Amid a hail of publicity, pharmaceutical giant Merck received FDA approval last week for a new cholesterol-lowering drug. But a top cardiologist says he won’t be recommending it to his patients.
Liptruzet appears to be all about generating profits for Merck, but it doesn’t seem to add much to the arsenal of weapons in the fight against heart disease, says Chauncey Crandall, M.D.
“This is another smokescreen for the drug companies to make money for duplicating another drug,” says Dr. Crandall, head of preventive medicine and cardiology services at the world-renowned Palm Beach Cardiovascular Clinic.
Liptruzet doesn’t have any new ingredients. It is a combination of Merck’s existing medication, Zetia, combined with a generic version of Lipitor, the best-selling statin from Pfizer that is no longer patent protected. Liptruzet is expected to become available later this year.
“Lipitor went off patent so the drug companies are trying to cash in,” said Dr.

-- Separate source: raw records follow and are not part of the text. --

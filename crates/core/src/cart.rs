//! Cart store.
//!
//! Holds at most one line per product and never stores a quantity below one.
//! The total is derived from the lines on every read.

use serde::{Deserialize, Serialize};

use crate::types::{Price, Product, ProductId};

/// One product entry in the cart.
#[derive(Debug, Clone, PartialEq, Eq, Serialize, Deserialize)]
pub struct CartLineItem {
    pub id: ProductId,
    pub name: String,
    pub price: Price,
    pub quantity: u32,
    #[serde(default)]
    pub image: String,
}

impl CartLineItem {
    /// A line for a single unit of a product.
    #[must_use]
    pub fn new(
        id: ProductId,
        name: impl Into<String>,
        price: Price,
        image: impl Into<String>,
    ) -> Self {
        Self {
            id,
            name: name.into(),
            price,
            quantity: 1,
            image: image.into(),
        }
    }

    /// Same line with a different quantity (clamped to at least one).
    #[must_use]
    pub fn with_quantity(mut self, quantity: u32) -> Self {
        self.quantity = quantity.max(1);
        self
    }

    /// `price * quantity` for this line.
    #[must_use]
    pub fn line_total(&self) -> Price {
        self.price.times(self.quantity)
    }
}

impl From<&Product> for CartLineItem {
    fn from(product: &Product) -> Self {
        Self::new(
            product.id,
            product.name.clone(),
            product.price,
            product.image_url.clone(),
        )
    }
}

/// The shopping cart.
#[derive(Debug, Clone, Default, PartialEq, Eq)]
pub struct Cart {
    items: Vec<CartLineItem>,
}

impl Cart {
    /// Create an empty cart.
    #[must_use]
    pub const fn new() -> Self {
        Self { items: Vec::new() }
    }

    /// Add a line, merging into an existing line with the same product ID.
    ///
    /// An incoming quantity of zero counts as one.
    pub fn add_item(&mut self, item: CartLineItem) {
        let quantity = item.quantity.max(1);
        if let Some(existing) = self.items.iter_mut().find(|line| line.id == item.id) {
            existing.quantity = existing.quantity.saturating_add(quantity);
        } else {
            self.items.push(item.with_quantity(quantity));
        }
    }

    /// Remove the line for `id`. Removing an absent line is a no-op.
    pub fn remove_item(&mut self, id: ProductId) {
        self.items.retain(|line| line.id != id);
    }

    /// Overwrite the quantity of the line for `id`.
    ///
    /// Quantities below one are clamped to one; the cart never holds an empty
    /// line. Use [`Cart::remove_item`] to drop a line.
    pub fn set_quantity(&mut self, id: ProductId, quantity: i64) {
        let clamped = u32::try_from(quantity.max(1)).unwrap_or(u32::MAX);
        if let Some(line) = self.items.iter_mut().find(|line| line.id == id) {
            line.quantity = clamped;
        }
    }

    /// Empty the cart.
    pub fn clear(&mut self) {
        self.items.clear();
    }

    /// Replace every line, e.g. when hydrating from a stored user record.
    ///
    /// Stored records are not trusted to uphold the cart invariants, so
    /// duplicate IDs are merged and zero quantities raised to one.
    pub fn replace_all(&mut self, items: impl IntoIterator<Item = CartLineItem>) {
        self.items.clear();
        for item in items {
            self.add_item(item);
        }
    }

    /// Lines in insertion order.
    #[must_use]
    pub fn items(&self) -> &[CartLineItem] {
        &self.items
    }

    /// Line for `id`, if present.
    #[must_use]
    pub fn get(&self, id: ProductId) -> Option<&CartLineItem> {
        self.items.iter().find(|line| line.id == id)
    }

    /// Sum of `price * quantity` over all lines.
    #[must_use]
    pub fn total(&self) -> Price {
        self.items.iter().map(CartLineItem::line_total).sum()
    }

    /// Total number of units, as shown on the navbar badge.
    #[must_use]
    pub fn item_count(&self) -> u32 {
        self.items
            .iter()
            .fold(0u32, |acc, line| acc.saturating_add(line.quantity))
    }

    #[must_use]
    pub fn is_empty(&self) -> bool {
        self.items.is_empty()
    }

    #[must_use]
    pub fn len(&self) -> usize {
        self.items.len()
    }
}

#[cfg(test)]
#[allow(clippy::unwrap_used)]
mod tests {
    use super::*;

    fn line(id: i64, dollars: u32, quantity: u32) -> CartLineItem {
        CartLineItem::new(
            ProductId::new(id),
            format!("Product {id}"),
            Price::from_dollars(dollars),
            format!("https://cdn.example/{id}.png"),
        )
        .with_quantity(quantity)
    }

    #[test]
    fn test_add_existing_id_merges_quantity() {
        let mut cart = Cart::new();
        cart.add_item(line(1, 10, 2));
        cart.add_item(line(2, 5, 1));
        cart.add_item(line(1, 10, 3));

        assert_eq!(cart.len(), 2);
        assert_eq!(cart.get(ProductId::new(1)).unwrap().quantity, 5);
        assert_eq!(cart.get(ProductId::new(2)).unwrap().quantity, 1);
        assert_eq!(cart.total(), Price::from_dollars(55));
    }

    #[test]
    fn test_add_keeps_insertion_order() {
        let mut cart = Cart::new();
        cart.add_item(line(3, 1, 1));
        cart.add_item(line(1, 1, 1));
        cart.add_item(line(3, 1, 1));
        let ids: Vec<i64> = cart.items().iter().map(|l| l.id.as_i64()).collect();
        assert_eq!(ids, vec![3, 1]);
    }

    #[test]
    fn test_add_zero_quantity_counts_as_one() {
        let mut cart = Cart::new();
        let mut item = line(1, 4, 1);
        item.quantity = 0;
        cart.add_item(item.clone());
        cart.add_item(item);
        assert_eq!(cart.get(ProductId::new(1)).unwrap().quantity, 2);
    }

    #[test]
    fn test_repeated_adds_sum_per_id() {
        let mut cart = Cart::new();
        let adds = [(1, 2), (2, 1), (1, 1), (3, 4), (2, 2), (1, 3)];
        for (id, qty) in adds {
            cart.add_item(line(id, 1, qty));
        }
        for id in 1..=3 {
            let expected: u32 = adds
                .iter()
                .filter(|(i, _)| *i == id)
                .map(|(_, q)| q)
                .sum();
            let matching = cart.items().iter().filter(|l| l.id.as_i64() == id).count();
            assert_eq!(matching, 1);
            assert_eq!(cart.get(ProductId::new(id)).unwrap().quantity, expected);
        }
    }

    #[test]
    fn test_remove_is_idempotent() {
        let mut cart = Cart::new();
        cart.add_item(line(1, 10, 1));
        cart.add_item(line(2, 10, 1));

        cart.remove_item(ProductId::new(1));
        let after_first = cart.clone();
        cart.remove_item(ProductId::new(1));

        assert_eq!(cart, after_first);
        assert_eq!(cart.len(), 1);
    }

    #[test]
    fn test_remove_absent_is_noop() {
        let mut cart = Cart::new();
        cart.add_item(line(1, 10, 1));
        let before = cart.clone();
        cart.remove_item(ProductId::new(99));
        assert_eq!(cart, before);
    }

    #[test]
    fn test_set_quantity_clamps_to_one() {
        let mut cart = Cart::new();
        cart.add_item(line(1, 10, 4));
        for q in [0, -1, -7, i64::MIN] {
            cart.set_quantity(ProductId::new(1), q);
            assert_eq!(cart.get(ProductId::new(1)).unwrap().quantity, 1);
        }
    }

    #[test]
    fn test_set_quantity_only_touches_target() {
        let mut cart = Cart::new();
        cart.add_item(line(1, 10, 1));
        cart.add_item(line(2, 5, 1));
        cart.set_quantity(ProductId::new(2), 6);
        assert_eq!(cart.get(ProductId::new(1)).unwrap().quantity, 1);
        assert_eq!(cart.get(ProductId::new(2)).unwrap().quantity, 6);
        assert_eq!(cart.total(), Price::from_dollars(40));
    }

    #[test]
    fn test_set_quantity_absent_is_noop() {
        let mut cart = Cart::new();
        cart.set_quantity(ProductId::new(1), 3);
        assert!(cart.is_empty());
    }

    #[test]
    fn test_total_tracks_every_mutation() {
        let mut cart = Cart::new();
        assert_eq!(cart.total(), Price::ZERO);

        cart.add_item(CartLineItem::new(ProductId::new(1), "Toner", Price::from_cents(1250), ""));
        cart.add_item(line(2, 3, 3));
        assert_eq!(cart.total(), Price::from_cents(2150));

        cart.set_quantity(ProductId::new(1), 2);
        assert_eq!(cart.total(), Price::from_cents(3400));

        cart.remove_item(ProductId::new(2));
        assert_eq!(cart.total(), Price::from_dollars(25));

        let expected: Price = cart.items().iter().map(CartLineItem::line_total).sum();
        assert_eq!(cart.total(), expected);
    }

    #[test]
    fn test_replace_all_merges_duplicates_and_clamps() {
        let mut cart = Cart::new();
        cart.add_item(line(9, 1, 1));

        let mut zero = line(2, 5, 1);
        zero.quantity = 0;
        cart.replace_all(vec![line(1, 10, 2), zero, line(1, 10, 1)]);

        assert_eq!(cart.len(), 2);
        assert!(cart.get(ProductId::new(9)).is_none());
        assert_eq!(cart.get(ProductId::new(1)).unwrap().quantity, 3);
        assert_eq!(cart.get(ProductId::new(2)).unwrap().quantity, 1);
    }

    #[test]
    fn test_clear_and_item_count() {
        let mut cart = Cart::new();
        cart.add_item(line(1, 10, 2));
        cart.add_item(line(2, 10, 3));
        assert_eq!(cart.item_count(), 5);
        cart.clear();
        assert!(cart.is_empty());
        assert_eq!(cart.item_count(), 0);
        assert_eq!(cart.total(), Price::ZERO);
    }

    #[test]
    fn test_line_item_from_product() {
        let json = r#"{
            "id": 8,
            "name": "Cleanser",
            "price": 18.5,
            "imageUrl": "https://cdn.example/8.png"
        }"#;
        let product: Product = serde_json::from_str(json).unwrap();
        let item = CartLineItem::from(&product);
        assert_eq!(item.quantity, 1);
        assert_eq!(item.image, "https://cdn.example/8.png");
        assert_eq!(item.line_total(), Price::from_cents(1850));
    }
}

Crandall. “This drug does lower cholesterol, but not by a mechanism that reduces risk of heart disease.
“Too often drugs are approved that benefit the drug companies, and not the patients.”
Research on the combination drug did show that it reduces LDL-cholesterol, the so-called “bad” cholesterol, but the new drug has not been shown to actually lower heart disease or stroke. Liptruzet will be patent-protected, which means Merck will be able to charge more for it than a generic drug.
The new formula comes at a time when Merck has been fighting low sales for its other cholesterol medications. Sales for Zetia and Vytorin (a combination of Zetia and the statin drug Zocor) have not recovered since falling in 2008. That’s when a major study found that they did not stem the progression of heart disease in people with familial hyperlipidemia, an inherited condition in which the body manufactures too much cholesterol.
The FDA’s approval last week of Liptruzet came as a surprise because experts expected regulators to wait until a major clinical trial assessing Vytorin, another combo cholesterol drug, is concluded at the end of 2014. However, an FDA spokeswoman said the Liptruzet was approved because it is effective in lowering LDL-cholesterol, which is a known heart disease risk factor.
“I prescribed Zetia early on until the studies showed that it was not an effective medication to lower heart disease, and then I switched. So I have no intention of recommending this new combination drug, and I doubt many of my colleagues will either,” Dr. Crandall said.